-------- Exercise input --------

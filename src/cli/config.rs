//! Shared configuration for CLI commands

use std::path::PathBuf;

use anyhow::{Context, Result, anyhow};
use clap::{Args, ValueEnum};

use crate::{
    scenarios,
    world::{FinalDeliveryGate, RuleCatalog},
};

/// Built-in rule catalogs
#[derive(Debug, Clone, Copy, PartialEq, Eq, ValueEnum)]
pub enum BoardScenario {
    /// 3x3 board with one log cell and one stone cell
    Tiny,
}

/// Final-delivery gate as spelled on the command line
#[derive(Debug, Clone, Copy, PartialEq, Eq, ValueEnum)]
pub enum GateArg {
    AtLeastOneLog,
    Quota,
}

impl From<GateArg> for FinalDeliveryGate {
    fn from(gate: GateArg) -> Self {
        match gate {
            GateArg::AtLeastOneLog => FinalDeliveryGate::AtLeastOneLog,
            GateArg::Quota => FinalDeliveryGate::Quota,
        }
    }
}

/// Where the rule catalog comes from, plus overrides applied on top of it
#[derive(Args, Debug, Clone)]
pub struct CatalogArgs {
    /// JSON rule catalog; takes precedence over --scenario
    #[arg(long, short = 'c')]
    pub catalog: Option<PathBuf>,

    /// Built-in catalog used when no file is given
    #[arg(long, value_enum, default_value_t = BoardScenario::Tiny)]
    pub scenario: BoardScenario,

    /// Override the time budget
    #[arg(long)]
    pub max_time: Option<f64>,

    /// Override the satiety budget
    #[arg(long)]
    pub max_satiety: Option<f64>,

    /// Abort once this many states have been generated
    #[arg(long)]
    pub max_states: Option<usize>,

    /// Enable fast-pace movement
    #[arg(long)]
    pub fast_pace: bool,

    /// Gate for the final fuel delivery
    #[arg(long, value_enum)]
    pub gate: Option<GateArg>,
}

impl CatalogArgs {
    /// Resolve the catalog and apply the command-line overrides.
    pub fn load(&self) -> Result<RuleCatalog> {
        let mut catalog = match &self.catalog {
            Some(path) => RuleCatalog::from_json_file(path)
                .with_context(|| format!("loading rule catalog {}", path.display()))?,
            None => match self.scenario {
                BoardScenario::Tiny => scenarios::tiny_board(),
            },
        };

        if let Some(max_time) = self.max_time {
            catalog = catalog.with_max_time(max_time);
        }
        if let Some(max_satiety) = self.max_satiety {
            catalog = catalog.with_max_satiety(max_satiety);
        }
        if let Some(limit) = self.max_states {
            if limit == 0 {
                return Err(anyhow!("--max-states must be positive"));
            }
            catalog = catalog.with_max_states(limit);
        }
        if self.fast_pace {
            catalog = catalog.with_fast_pace(true);
        }
        if let Some(gate) = self.gate {
            catalog = catalog.with_final_delivery_gate(gate.into());
        }

        catalog.validate()?;
        Ok(catalog)
    }
}

/// Options shared by every command
#[derive(Args, Debug, Clone, Default)]
pub struct CommonArgs {
    /// Hide progress spinners
    #[arg(long)]
    pub no_progress: bool,

    /// Trace terminal states and sweeps to stderr
    #[arg(long, short = 'v')]
    pub verbose: bool,

    /// Write the event trace to a file instead of stderr
    #[arg(long)]
    pub trace: Option<PathBuf>,
}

--------

* Problem description:
Please output the entire listing exactly as it stands.

* Task solution:
filename src/cli/config.rs
//! Shared configuration for CLI commands

use std::path::PathBuf;

use anyhow::{Context, Result, anyhow};
use clap::{Args, ValueEnum};

use crate::{
    scenarios,
    world::{FinalDeliveryGate, RuleCatalog},
};

/// Built-in rule catalogs
#[derive(Debug, Clone, Copy, PartialEq, Eq, ValueEnum)]
pub enum BoardScenario {
    /// 3x3 board with one log cell and one stone cell
    Tiny,
}

/// Final-delivery gate as spelled on the command line
#[derive(Debug, Clone, Copy, PartialEq, Eq, ValueEnum)]
pub enum GateArg {
    AtLeastOneLog,
    Quota,
}

impl From<GateArg> for FinalDeliveryGate {
    fn from(gate: GateArg) -> Self {
        match gate {
            GateArg::AtLeastOneLog => FinalDeliveryGate::AtLeastOneLog,
            GateArg::Quota => FinalDeliveryGate::Quota,
        }
    }
}

/// Where the rule catalog comes from, plus overrides applied on top of it
#[derive(Args, Debug, Clone)]
pub struct CatalogArgs {
    /// JSON rule catalog; takes precedence over --scenario
    #[arg(long, short = 'c')]
    pub catalog: Option<PathBuf>,

    /// Built-in catalog used when no file is given
    #[arg(long, value_enum, default_value_t = BoardScenario::Tiny)]
    pub scenario: BoardScenario,

    /// Override the time budget
    #[arg(long)]
    pub max_time: Option<f64>,

    /// Override the satiety budget
    #[arg(long)]
    pub max_satiety: Option<f64>,

    /// Abort once this many states have been generated
    #[arg(long)]
    pub max_states: Option<usize>,

    /// Enable fast-pace movement
    #[arg(long)]
    pub fast_pace: bool,

    /// Gate for the final fuel delivery
    #[arg(long, value_enum)]
    pub gate: Option<GateArg>,
}

impl CatalogArgs {
    /// Resolve the catalog and apply the command-line overrides.
    pub fn load(&self) -> Result<RuleCatalog> {
        let mut catalog = match &self.catalog {
            Some(path) => RuleCatalog::from_json_file(path)
                .with_context(|| format!("loading rule catalog {}", path.display()))?,
            None => match self.scenario {
                BoardScenario::Tiny => scenarios::tiny_board(),
            },
        };

        if let Some(max_time) = self.max_time {
            catalog = catalog.with_max_time(max_time);
        }
        if let Some(max_satiety) = self.max_satiety {
            catalog = catalog.with_max_satiety(max_satiety);
        }
        if let Some(limit) = self.max_states {
            if limit == 0 {
                return Err(anyhow!("--max-states must be positive"));
            }
            catalog = catalog.with_max_states(limit);
        }
        if self.fast_pace {
            catalog = catalog.with_fast_pace(true);
        }
        if let Some(gate) = self.gate {
            catalog = catalog.with_final_delivery_gate(gate.into());
        }

        catalog.validate()?;
        Ok(catalog)
    }
}

/// Options shared by every command
#[derive(Args, Debug, Clone, Default)]
pub struct CommonArgs {
    /// Hide progress spinners
    #[arg(long)]
    pub no_progress: bool,

    /// Trace terminal states and sweeps to stderr
    #[arg(long, short = 'v')]
    pub verbose: bool,

    /// Write the event trace to a file instead of stderr
    #[arg(long)]
    pub trace: Option<PathBuf>,
}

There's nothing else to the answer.